One thing is clear from the data: whether by luck, intangible late-inning factors, or true talent, relief pitchers have an ability to affect the way the ball moves off the bat that their peers in the rotation do not share. Yes, the fact that Rivera’s 2010 ERA barely budged while his K/9 rate dropped by three is probably luck. But, crazy as it may sound, the fact that he and dozens of other relievers manage to outperform their DIPS stats is because they know how to induce weak contact.

Around the Web

  • Pingback: The Paradox of DIPS: Can Relievers Like Mariano Rivera Induce Weak Contact?, MLB | BallHyped Sports Blogs

  • David

    I think this is because starting pitchers pitch to contact, whereas relievers try to miss contact as much as possible. The reason starters want contact is to limit their pitch count. It would be interesting to see of relievers average more pitches per inning than starters.

  • David

    To continue, I would say almost every late inning reliever is throwing the ball as hard as they can EVERY pitch; they can do this because they only have to get three or four outs. Starters can’t go all out because they would be gassed by the 4th, hence more solid contact vs. starters most of the time.

    • Lewie Pollis

      I agree, it makes sense that relievers would be better at inducing weaker contact (see Tom Tango’s “Rule of 17″), but the more interesting aspect of this to me is the consistency. I suppose less contact would mean less opportunity for variation, but I’m not sure that fully explains the discrepancy.

  • Steve RYan

    Two questions:

    1 – How does a reliever entering the game in the middle of an inning and therefore just needing one or two outs to complete the frame affect the ERA, FIP, xFIP & tERA?

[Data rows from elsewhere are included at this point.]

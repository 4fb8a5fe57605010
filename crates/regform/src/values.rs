//! Raw form values, one string per field

use serde::{Deserialize, Serialize};

use crate::field::Field;

/// Current contents of every registration field
///
/// All fields start empty. `birth_date` holds the `YYYY-MM-DD` text of a
/// date input; it is parsed during validation, not here.
#[derive(Debug, Clone, Default, PartialEq, Eq, Serialize, Deserialize)]
#[serde(rename_all = "camelCase", default)]
pub struct FormValues {
    pub first_name: String,
    pub middle_name: String,
    pub last_name: String,
    pub birth_date: String,
    pub gender: String,
    pub address: String,
    pub city: String,
    pub postal_code: String,
    pub email: String,
    pub mobile_number: String,
    pub phone_number: String,
    pub company: String,
    pub course: String,
    pub cnic: String,
    pub comments: String,
    pub password: String,
}

impl FormValues {
    pub fn new() -> Self {
        Self::default()
    }

    pub fn get(&self, field: Field) -> &str {
        self.slot(field)
    }

    pub fn set(&mut self, field: Field, value: impl Into<String>) {
        *self.slot_mut(field) = value.into();
    }

    /// Builder-style [`set`](Self::set)
    pub fn with(mut self, field: Field, value: impl Into<String>) -> Self {
        self.set(field, value);
        self
    }

    /// True when every field is still empty
    pub fn is_pristine(&self) -> bool {
        Field::ALL.into_iter().all(|field| self.get(field).is_empty())
    }

    /// Iterate `(field, value)` in declaration order
    pub fn iter(&self) -> impl Iterator<Item = (Field, &str)> + '_ {
        Field::ALL.into_iter().map(move |field| (field, self.get(field)))
    }

    fn slot(&self, field: Field) -> &String {
        match field {
            Field::FirstName => &self.first_name,
            Field::MiddleName => &self.middle_name,
            Field::LastName => &self.last_name,
            Field::BirthDate => &self.birth_date,
            Field::Gender => &self.gender,
            Field::Address => &self.address,
            Field::City => &self.city,
            Field::PostalCode => &self.postal_code,
            Field::Email => &self.email,
            Field::MobileNumber => &self.mobile_number,
            Field::PhoneNumber => &self.phone_number,
            Field::Company => &self.company,
            Field::Course => &self.course,
            Field::Cnic => &self.cnic,
            Field::Comments => &self.comments,
            Field::Password => &self.password,
        }
    }

    fn slot_mut(&mut self, field: Field) -> &mut String {
        match field {
            Field::FirstName => &mut self.first_name,
            Field::MiddleName => &mut self.middle_name,
            Field::LastName => &mut self.last_name,
            Field::BirthDate => &mut self.birth_date,
            Field::Gender => &mut self.gender,
            Field::Address => &mut self.address,
            Field::City => &mut self.city,
            Field::PostalCode => &mut self.postal_code,
            Field::Email => &mut self.email,
            Field::MobileNumber => &mut self.mobile_number,
            Field::PhoneNumber => &mut self.phone_number,
            Field::Company => &mut self.company,
            Field::Course => &mut self.course,
            Field::Cnic => &mut self.cnic,
            Field::Comments => &mut self.comments,
            Field::Password => &mut self.password,
        }
    }
}
//! Registration Form Validation Core
//!
//! Pure validation predicates shared by the rule set of `regform`.
//! Nothing in here knows about fields or messages; every function answers
//! a single question about a single string.

pub mod date;
pub mod email;
pub mod password;
pub mod pattern;
pub mod string;

// Re-export all validators
pub use date::*;
pub use email::*;
pub use password::*;
pub use pattern::*;
pub use string::*;
//! Email validation functions

use once_cell::sync::Lazy;
use regex::Regex;

// Same grammar browsers use for `<input type="email">`: a permissive local
// part, then dot-separated labels of at most 63 characters.
static EMAIL_REGEX: Lazy<Regex> = Lazy::new(|| {
    Regex::new(
        r"^[a-zA-Z0-9.!#$%&'*+/=?^_`{|}~-]+@[a-zA-Z0-9](?:[a-zA-Z0-9-]{0,61}[a-zA-Z0-9])?(?:\.[a-zA-Z0-9](?:[a-zA-Z0-9-]{0,61}[a-zA-Z0-9])?)*$",
    )
    .unwrap()
});

/// Validates email syntax
///
/// Checks for:
/// - Exactly one '@' with a non-empty local part before it
/// - Domain labels made of letters, digits and inner hyphens
/// - No empty labels (no leading, trailing or doubled dots)
pub fn is_valid_email(email: &str) -> bool {
    EMAIL_REGEX.is_match(email)
}
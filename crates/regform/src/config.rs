// File: src/config.rs
// Purpose: Form configuration parsing from regform.toml

use anyhow::{Context, Result};
use regform_validation::AgePolicy;
use serde::{Deserialize, Serialize};
use std::fs;
use std::path::Path;

/// Form configuration
#[derive(Debug, Clone, PartialEq, Eq, Serialize, Deserialize)]
pub struct FormConfig {
    /// Calling code prepended to the mobile number on submit
    #[serde(default = "default_country_code")]
    pub country_code: String,

    #[serde(default = "default_minimum_age")]
    pub minimum_age_years: u32,

    /// How the minimum-age cutoff is computed
    #[serde(default)]
    pub age_policy: AgePolicy,

    /// Message handed to the notifier after a successful submit
    #[serde(default = "default_success_message")]
    pub success_message: String,

    #[serde(default = "default_comments_max_length")]
    pub comments_max_length: usize,
}

fn default_country_code() -> String {
    "+92".to_string()
}

fn default_minimum_age() -> u32 {
    18
}

fn default_success_message() -> String {
    "Your information has been submitted successfully!".to_string()
}

fn default_comments_max_length() -> usize {
    500
}

impl Default for FormConfig {
    fn default() -> Self {
        Self {
            country_code: default_country_code(),
            minimum_age_years: default_minimum_age(),
            age_policy: AgePolicy::default(),
            success_message: default_success_message(),
            comments_max_length: default_comments_max_length(),
        }
    }
}

impl FormConfig {
    /// Load configuration from a TOML file
    pub fn load(path: impl AsRef<Path>) -> Result<Self> {
        let path = path.as_ref();

        // If file doesn't exist, return default config
        if !path.exists() {
            return Ok(Self::default());
        }

        let content = fs::read_to_string(path)
            .with_context(|| format!("Failed to read config file: {:?}", path))?;

        Self::parse(&content).with_context(|| format!("Failed to parse config file: {:?}", path))
    }

    /// Load configuration from default path (./regform.toml)
    pub fn load_default() -> Result<Self> {
        Self::load("regform.toml")
    }

    /// Parse configuration from TOML text; blank text gives the defaults
    pub fn parse(content: &str) -> Result<Self> {
        if content.trim().is_empty() {
            return Ok(Self::default());
        }

        let config: FormConfig = toml::from_str(content)?;
        Ok(config)
    }
}
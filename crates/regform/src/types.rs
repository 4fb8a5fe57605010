//! Validated types for the two masked fields
//!
//! These only exist once the rule set has passed; constructing them from a
//! raw value re-checks the shape at the type level.

use nutype::nutype;
use regform_validation::is_cnic;

use crate::mask::MOBILE_DIGITS;

/// National identity number in `XXXXX-XXXXXXX-X` form
///
/// # Example
///
/// ```rust
/// use regform::Cnic;
///
/// assert!(Cnic::try_new("12345-1234567-1".to_string()).is_ok());
/// assert!(Cnic::try_new("1234512345671".to_string()).is_err());
/// ```
#[nutype(
    validate(predicate = is_cnic),
    derive(
        Debug,
        Clone,
        PartialEq,
        Eq,
        Hash,
        AsRef,
        TryFrom,
        Display,
        Serialize,
        Deserialize,
    )
)]
pub struct Cnic(String);

/// Ten-digit mobile number, without country code
#[nutype(
    validate(predicate = is_mobile_number),
    derive(
        Debug,
        Clone,
        PartialEq,
        Eq,
        Hash,
        AsRef,
        TryFrom,
        Display,
        Serialize,
        Deserialize,
    )
)]
pub struct MobileNumber(String);

fn is_mobile_number(s: &str) -> bool {
    s.len() == MOBILE_DIGITS && s.bytes().all(|b| b.is_ascii_digit())
}

impl MobileNumber {
    /// Prefix with a calling code, e.g. `+92` + `3001234567`
    pub fn international(&self, country_code: &str) -> String {
        let digits: &str = self.as_ref();
        format!("{country_code}{digits}")
    }
}
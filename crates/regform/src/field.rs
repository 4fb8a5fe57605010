//! The sixteen registration fields and the option sets behind the two
//! select inputs.

use std::fmt;
use std::str::FromStr;

use serde::{Deserialize, Serialize};

use crate::error::FormError;
use crate::mask::Mask;

/// A registration form field
///
/// Ordering follows declaration order, which is also the order the form
/// renders and the order validation errors are reported in.
#[derive(Debug, Clone, Copy, PartialEq, Eq, PartialOrd, Ord, Hash, Serialize, Deserialize)]
#[serde(rename_all = "camelCase")]
pub enum Field {
    FirstName,
    MiddleName,
    LastName,
    BirthDate,
    Gender,
    Address,
    City,
    PostalCode,
    Email,
    MobileNumber,
    PhoneNumber,
    Company,
    Course,
    Cnic,
    Comments,
    Password,
}

impl Field {
    pub const ALL: [Field; 16] = [
        Field::FirstName,
        Field::MiddleName,
        Field::LastName,
        Field::BirthDate,
        Field::Gender,
        Field::Address,
        Field::City,
        Field::PostalCode,
        Field::Email,
        Field::MobileNumber,
        Field::PhoneNumber,
        Field::Company,
        Field::Course,
        Field::Cnic,
        Field::Comments,
        Field::Password,
    ];

    /// Wire key, as used in payloads and by the presentation layer
    pub fn name(self) -> &'static str {
        match self {
            Field::FirstName => "firstName",
            Field::MiddleName => "middleName",
            Field::LastName => "lastName",
            Field::BirthDate => "birthDate",
            Field::Gender => "gender",
            Field::Address => "address",
            Field::City => "city",
            Field::PostalCode => "postalCode",
            Field::Email => "email",
            Field::MobileNumber => "mobileNumber",
            Field::PhoneNumber => "phoneNumber",
            Field::Company => "company",
            Field::Course => "course",
            Field::Cnic => "cnic",
            Field::Comments => "comments",
            Field::Password => "password",
        }
    }

    /// Human label shown next to the input
    pub fn label(self) -> &'static str {
        match self {
            Field::FirstName => "First Name",
            Field::MiddleName => "Middle Name",
            Field::LastName => "Last Name",
            Field::BirthDate => "Birth Date",
            Field::Gender => "Gender",
            Field::Address => "Street Address",
            Field::City => "City",
            Field::PostalCode => "Postal Code",
            Field::Email => "Email",
            Field::MobileNumber => "Mobile Number",
            Field::PhoneNumber => "Phone Number",
            Field::Company => "Company",
            Field::Course => "Course",
            Field::Cnic => "CNIC",
            Field::Comments => "Comments",
            Field::Password => "Password",
        }
    }

    /// Input mask applied on every keystroke, if any
    pub fn mask(self) -> Option<Mask> {
        match self {
            Field::Cnic => Some(Mask::Cnic),
            Field::MobileNumber => Some(Mask::MobileNumber),
            _ => None,
        }
    }
}

impl fmt::Display for Field {
    fn fmt(&self, f: &mut fmt::Formatter<'_>) -> fmt::Result {
        f.write_str(self.name())
    }
}

impl FromStr for Field {
    type Err = FormError;

    fn from_str(s: &str) -> Result<Self, Self::Err> {
        Field::ALL
            .into_iter()
            .find(|field| field.name() == s)
            .ok_or_else(|| FormError::UnknownField(s.to_string()))
    }
}

/// `(value, label)` pairs for the gender select
pub const GENDER_OPTIONS: &[(&str, &str)] = &[("male", "Male"), ("female", "Female")];

/// `(value, label)` pairs for the course select
///
/// The rule set only requires a course to be chosen; it does not check the
/// value against this list.
pub const COURSE_OPTIONS: &[(&str, &str)] = &[
    ("web-development", "Web Development"),
    ("app-development", "App Development"),
    ("graphic-designing", "Graphic Designing"),
];

/// Accepted gender values
pub const GENDERS: &[&str] = &["male", "female"];

#[cfg(test)]
mod tests {
    use super::*;

    #[test]
    fn test_names_round_trip() {
        for field in Field::ALL {
            assert_eq!(field.name().parse::<Field>().unwrap(), field);
        }
    }

    #[test]
    fn test_labels() {
        assert_eq!(Field::Address.label(), "Street Address");
        assert_eq!(Field::Cnic.label(), "CNIC");
        assert_eq!(Field::PostalCode.label(), "Postal Code");
    }

    #[test]
    fn test_unknown_field() {
        let err = "nickname".parse::<Field>().unwrap_err();
        assert!(matches!(err, FormError::UnknownField(name) if name == "nickname"));
    }

    #[test]
    fn test_serde_uses_wire_names() {
        assert_eq!(serde_json::to_string(&Field::PostalCode).unwrap(), "\"postalCode\"");
        assert_eq!(serde_json::to_string(&Field::Cnic).unwrap(), "\"cnic\"");
    }

    #[test]
    fn test_only_cnic_and_mobile_are_masked() {
        let masked: Vec<Field> = Field::ALL.into_iter().filter(|f| f.mask().is_some()).collect();
        assert_eq!(masked, vec![Field::MobileNumber, Field::Cnic]);
    }

    #[test]
    fn test_gender_options_match_accepted_values() {
        let values: Vec<&str> = GENDER_OPTIONS.iter().map(|(value, _)| *value).collect();
        assert_eq!(values, GENDERS);
    }
}
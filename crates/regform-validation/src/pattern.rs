//! Compiled patterns used by the registration rules
//!
//! Every pattern is anchored. Patterns ending in `*` accept the empty
//! string; required-ness is decided by the caller.

use once_cell::sync::Lazy;
use regex::Regex;

/// One or more ASCII letters
pub static LETTERS: Lazy<Regex> = Lazy::new(|| Regex::new(r"^[A-Za-z]+$").unwrap());

/// Zero or more ASCII letters
pub static LETTERS_OPTIONAL: Lazy<Regex> = Lazy::new(|| Regex::new(r"^[A-Za-z]*$").unwrap());

/// One or more ASCII letters or whitespace
pub static LETTERS_AND_SPACES: Lazy<Regex> = Lazy::new(|| Regex::new(r"^[A-Za-z\s]+$").unwrap());

/// Zero or more ASCII letters or whitespace
pub static LETTERS_AND_SPACES_OPTIONAL: Lazy<Regex> = Lazy::new(|| Regex::new(r"^[A-Za-z\s]*$").unwrap());

/// One or more ASCII digits
pub static DIGITS: Lazy<Regex> = Lazy::new(|| Regex::new(r"^[0-9]+$").unwrap());

/// Zero or more ASCII digits
pub static DIGITS_OPTIONAL: Lazy<Regex> = Lazy::new(|| Regex::new(r"^[0-9]*$").unwrap());

/// Fully formatted national identity number: `XXXXX-XXXXXXX-X`
pub static CNIC: Lazy<Regex> = Lazy::new(|| Regex::new(r"^[0-9]{5}-[0-9]{7}-[0-9]$").unwrap());

/// Check if string matches a compiled pattern
pub fn matches(value: &str, pattern: &Regex) -> bool {
    pattern.is_match(value)
}

pub fn is_cnic(value: &str) -> bool {
    CNIC.is_match(value)
}
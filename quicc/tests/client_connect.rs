//! End-to-end client scenarios over loopback UDP, public API only.

mod common;

use std::time::Duration;

use common::{serve_full_handshake, bind_server, Recorder, RecorderCallback, ScriptedMachine};
use quicc::{ClientTransport, TransportSettings};

fn transport_with(
    recorder: &Recorder,
    peer: std::net::SocketAddr,
    settings: TransportSettings,
) -> ClientTransport {
    let mut transport = ClientTransport::new(
        settings,
        Box::new(|| Box::new(ScriptedMachine::full_handshake())),
        Box::new(RecorderCallback(recorder.clone())),
    );
    transport.set_hostname("host.example");
    transport.add_peer_address(peer).unwrap();
    transport
}

async fn wait_for(recorder: &Recorder, event: &str) {
    tokio::time::timeout(Duration::from_secs(5), async {
        loop {
            if recorder.count(event) > 0 {
                return;
            }
            tokio::time::sleep(Duration::from_millis(10)).await;
        }
    })
    .await
    .unwrap_or_else(|_| panic!("timed out waiting for {event}, saw {:?}", recorder.events()));
}

#[tokio::test]
async fn handshake_completes_over_loopback() {
    let (server_socket, server_addr) = bind_server("127.0.0.1:0").await;
    let server = tokio::spawn(serve_full_handshake(server_socket));

    let recorder = Recorder::default();
    let transport = transport_with(&recorder, server_addr, TransportSettings::default());
    let handle = transport.spawn();

    wait_for(&recorder, "handshake_finished").await;
    wait_for(&recorder, "replay_safe").await;
    server.await.unwrap();

    assert_eq!(recorder.count("handshake_finished"), 1);
    assert_eq!(recorder.count("replay_safe"), 1);

    // Graceful application close ends the transport task.
    handle.close(0, &b"done"[..]);
    wait_for(&recorder, "end").await;
}

#[tokio::test]
async fn dual_stack_race_promotes_answering_family() {
    // v6 candidate points at a silent port (blackhole); the v4 server
    // answers once the delay lets the secondary write.
    let Ok(blackhole) = tokio::net::UdpSocket::bind("[::1]:0").await else {
        return; // host without IPv6
    };
    let v6_peer = blackhole.local_addr().unwrap();

    let (server_socket, v4_peer) = bind_server("127.0.0.1:0").await;
    let server = tokio::spawn(serve_full_handshake(server_socket));

    let recorder = Recorder::default();
    let settings = TransportSettings {
        conn_attempt_delay: Duration::from_millis(25),
        ..Default::default()
    };
    let mut transport = transport_with(&recorder, v4_peer, settings);
    transport.add_peer_address(v6_peer).unwrap();
    // Cached hint says v6, which is the blackholed family this time.
    transport.set_cached_family(quicc::AddressFamily::V6);
    transport.add_second_socket(quicc::netio::create_socket(&v4_peer).unwrap());

    let _handle = transport.spawn();

    // The handshake can only complete if the v4 secondary was promoted.
    wait_for(&recorder, "handshake_finished").await;
    server.await.unwrap();
    assert_eq!(recorder.count("handshake_finished"), 1);
}

#[tokio::test]
async fn idle_timeout_command_surfaces_error() {
    let (server_socket, server_addr) = bind_server("127.0.0.1:0").await;
    // Server never answers; the embedding state gives up.
    let _keep = server_socket;

    let recorder = Recorder::default();
    let transport = transport_with(&recorder, server_addr, TransportSettings::default());
    let handle = transport.spawn();

    tokio::time::sleep(Duration::from_millis(50)).await;
    handle.idle_timeout();
    wait_for(&recorder, "error:idle timeout").await;
}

    2 – Could this instead be a test to determine which pitchers should be starters or relievers?

    • Lewie Pollis

      Those are both good questions to which I do not know the answers. I’d be very interested to see some research on that.

  • studes

    You might be interested in this, from a few years ago:

    • studes

      (the key related point is at the end of the article)

    • Lewie Pollis

      Very interesting read. Thanks for the heads up on that.

      There’s a key difference in our findings, though: your conclusion was that “great relievers” are anti-DIPS, but my data suggest that relievers in general are more consistent in the type of contact they allow. What do you think caused the discrepancy?